### DATA PROVIDED
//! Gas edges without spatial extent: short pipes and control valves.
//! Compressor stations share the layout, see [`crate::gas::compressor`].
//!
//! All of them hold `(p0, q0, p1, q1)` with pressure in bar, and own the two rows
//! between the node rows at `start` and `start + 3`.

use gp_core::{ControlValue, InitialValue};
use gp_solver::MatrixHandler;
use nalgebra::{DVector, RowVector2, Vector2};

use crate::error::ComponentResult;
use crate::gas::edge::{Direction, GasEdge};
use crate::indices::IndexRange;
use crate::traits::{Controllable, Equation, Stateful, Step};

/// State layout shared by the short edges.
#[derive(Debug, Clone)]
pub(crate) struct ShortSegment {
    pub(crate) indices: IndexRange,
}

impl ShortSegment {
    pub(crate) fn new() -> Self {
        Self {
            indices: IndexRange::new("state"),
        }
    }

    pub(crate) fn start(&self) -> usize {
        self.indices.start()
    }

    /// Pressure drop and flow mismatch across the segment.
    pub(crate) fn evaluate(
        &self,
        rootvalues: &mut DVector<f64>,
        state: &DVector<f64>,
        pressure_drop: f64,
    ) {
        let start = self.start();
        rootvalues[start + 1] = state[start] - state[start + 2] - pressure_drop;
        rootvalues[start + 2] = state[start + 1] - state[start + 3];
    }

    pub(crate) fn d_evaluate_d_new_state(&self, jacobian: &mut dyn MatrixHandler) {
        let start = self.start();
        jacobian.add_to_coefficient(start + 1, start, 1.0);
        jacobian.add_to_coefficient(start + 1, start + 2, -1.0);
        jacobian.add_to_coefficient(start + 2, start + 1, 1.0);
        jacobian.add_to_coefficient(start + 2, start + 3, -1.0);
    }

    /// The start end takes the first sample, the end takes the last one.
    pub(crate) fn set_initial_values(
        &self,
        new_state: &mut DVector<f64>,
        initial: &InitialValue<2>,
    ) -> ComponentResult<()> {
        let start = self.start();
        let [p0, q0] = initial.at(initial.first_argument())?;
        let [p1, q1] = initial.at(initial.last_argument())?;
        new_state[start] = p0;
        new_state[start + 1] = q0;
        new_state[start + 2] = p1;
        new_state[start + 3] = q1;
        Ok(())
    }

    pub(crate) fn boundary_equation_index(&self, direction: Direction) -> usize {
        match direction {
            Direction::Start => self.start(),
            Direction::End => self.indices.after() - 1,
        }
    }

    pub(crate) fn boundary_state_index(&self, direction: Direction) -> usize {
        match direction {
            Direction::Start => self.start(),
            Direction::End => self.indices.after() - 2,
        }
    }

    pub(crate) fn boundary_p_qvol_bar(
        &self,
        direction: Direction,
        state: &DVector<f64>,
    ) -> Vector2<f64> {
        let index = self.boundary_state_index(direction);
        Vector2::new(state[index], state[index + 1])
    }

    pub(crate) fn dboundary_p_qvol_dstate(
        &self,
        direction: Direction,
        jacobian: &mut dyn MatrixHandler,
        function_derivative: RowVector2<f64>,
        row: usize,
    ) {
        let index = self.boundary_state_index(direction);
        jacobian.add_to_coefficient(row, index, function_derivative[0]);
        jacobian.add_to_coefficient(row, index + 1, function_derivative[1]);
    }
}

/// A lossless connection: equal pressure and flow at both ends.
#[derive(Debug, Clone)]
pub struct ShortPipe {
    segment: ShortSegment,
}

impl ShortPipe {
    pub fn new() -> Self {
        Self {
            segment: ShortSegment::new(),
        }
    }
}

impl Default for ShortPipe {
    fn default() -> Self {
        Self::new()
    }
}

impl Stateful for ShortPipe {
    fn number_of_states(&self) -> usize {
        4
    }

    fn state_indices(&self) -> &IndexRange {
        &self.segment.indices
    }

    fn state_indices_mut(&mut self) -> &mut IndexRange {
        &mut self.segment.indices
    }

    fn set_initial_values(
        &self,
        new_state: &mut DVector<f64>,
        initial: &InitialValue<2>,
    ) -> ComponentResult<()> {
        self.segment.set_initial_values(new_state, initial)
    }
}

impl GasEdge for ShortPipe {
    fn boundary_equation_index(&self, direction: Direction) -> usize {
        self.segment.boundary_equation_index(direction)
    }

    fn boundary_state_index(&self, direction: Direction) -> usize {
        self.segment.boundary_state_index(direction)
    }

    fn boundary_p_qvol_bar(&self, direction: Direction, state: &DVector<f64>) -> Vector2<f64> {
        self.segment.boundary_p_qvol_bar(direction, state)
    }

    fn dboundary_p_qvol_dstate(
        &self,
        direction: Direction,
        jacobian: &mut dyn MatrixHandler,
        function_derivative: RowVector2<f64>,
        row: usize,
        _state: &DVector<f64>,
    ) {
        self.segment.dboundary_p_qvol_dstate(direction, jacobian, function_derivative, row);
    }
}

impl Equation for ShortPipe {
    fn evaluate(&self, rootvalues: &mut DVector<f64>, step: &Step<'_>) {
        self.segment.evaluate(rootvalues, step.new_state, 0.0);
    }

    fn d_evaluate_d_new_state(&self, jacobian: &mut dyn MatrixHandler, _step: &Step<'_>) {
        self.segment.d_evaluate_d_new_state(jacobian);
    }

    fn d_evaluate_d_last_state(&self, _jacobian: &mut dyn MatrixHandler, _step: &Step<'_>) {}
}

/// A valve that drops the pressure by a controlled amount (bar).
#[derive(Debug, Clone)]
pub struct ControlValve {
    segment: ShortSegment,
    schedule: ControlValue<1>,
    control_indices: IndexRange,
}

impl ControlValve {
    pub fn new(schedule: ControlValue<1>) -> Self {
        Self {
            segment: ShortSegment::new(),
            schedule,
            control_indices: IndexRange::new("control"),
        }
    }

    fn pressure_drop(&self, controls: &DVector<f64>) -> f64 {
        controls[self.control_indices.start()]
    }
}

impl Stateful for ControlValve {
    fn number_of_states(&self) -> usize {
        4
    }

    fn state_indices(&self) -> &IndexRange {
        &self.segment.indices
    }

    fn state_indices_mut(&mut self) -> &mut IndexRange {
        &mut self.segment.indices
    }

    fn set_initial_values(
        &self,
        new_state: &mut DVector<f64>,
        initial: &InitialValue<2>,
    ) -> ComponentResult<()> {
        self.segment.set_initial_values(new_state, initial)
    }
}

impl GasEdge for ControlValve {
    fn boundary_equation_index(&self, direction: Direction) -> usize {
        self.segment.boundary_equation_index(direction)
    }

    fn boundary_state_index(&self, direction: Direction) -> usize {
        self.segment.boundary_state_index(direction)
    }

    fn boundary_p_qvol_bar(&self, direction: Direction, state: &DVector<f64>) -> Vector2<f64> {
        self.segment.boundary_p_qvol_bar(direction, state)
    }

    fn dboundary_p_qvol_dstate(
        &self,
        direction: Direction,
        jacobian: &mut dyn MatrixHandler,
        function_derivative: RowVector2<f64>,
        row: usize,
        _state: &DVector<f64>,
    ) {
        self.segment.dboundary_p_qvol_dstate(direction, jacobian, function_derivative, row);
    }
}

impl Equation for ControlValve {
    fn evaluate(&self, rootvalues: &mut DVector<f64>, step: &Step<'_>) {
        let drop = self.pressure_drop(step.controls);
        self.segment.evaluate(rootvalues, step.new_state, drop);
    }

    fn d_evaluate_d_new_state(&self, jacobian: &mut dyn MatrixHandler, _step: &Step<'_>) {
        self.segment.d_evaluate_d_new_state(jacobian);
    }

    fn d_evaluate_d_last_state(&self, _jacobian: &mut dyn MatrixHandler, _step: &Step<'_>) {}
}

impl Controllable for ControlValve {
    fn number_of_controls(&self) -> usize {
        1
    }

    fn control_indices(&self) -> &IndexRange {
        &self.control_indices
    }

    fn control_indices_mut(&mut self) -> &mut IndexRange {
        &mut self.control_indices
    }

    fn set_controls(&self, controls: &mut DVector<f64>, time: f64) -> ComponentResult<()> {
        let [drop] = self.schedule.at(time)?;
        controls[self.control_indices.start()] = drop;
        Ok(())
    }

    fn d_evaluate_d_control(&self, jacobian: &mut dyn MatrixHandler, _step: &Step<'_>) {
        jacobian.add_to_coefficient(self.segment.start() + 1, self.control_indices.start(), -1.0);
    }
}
######
§ **WHAT YOU WILL DO**:
Transcribe exactly the line containing "fn control_indices(&self) ->" along with all later lines of the material, through its last line. Add nothing.

§ **WORKED SOLUTION**:
    fn control_indices(&self) -> &IndexRange {
        &self.control_indices
    }

    fn control_indices_mut(&mut self) -> &mut IndexRange {
        &mut self.control_indices
    }

    fn set_controls(&self, controls: &mut DVector<f64>, time: f64) -> ComponentResult<()> {
        let [drop] = self.schedule.at(time)?;
        controls[self.control_indices.start()] = drop;
        Ok(())
    }

    fn d_evaluate_d_control(&self, jacobian: &mut dyn MatrixHandler, _step: &Step<'_>) {
        jacobian.add_to_coefficient(self.segment.start() + 1, self.control_indices.start(), -1.0);
    }
}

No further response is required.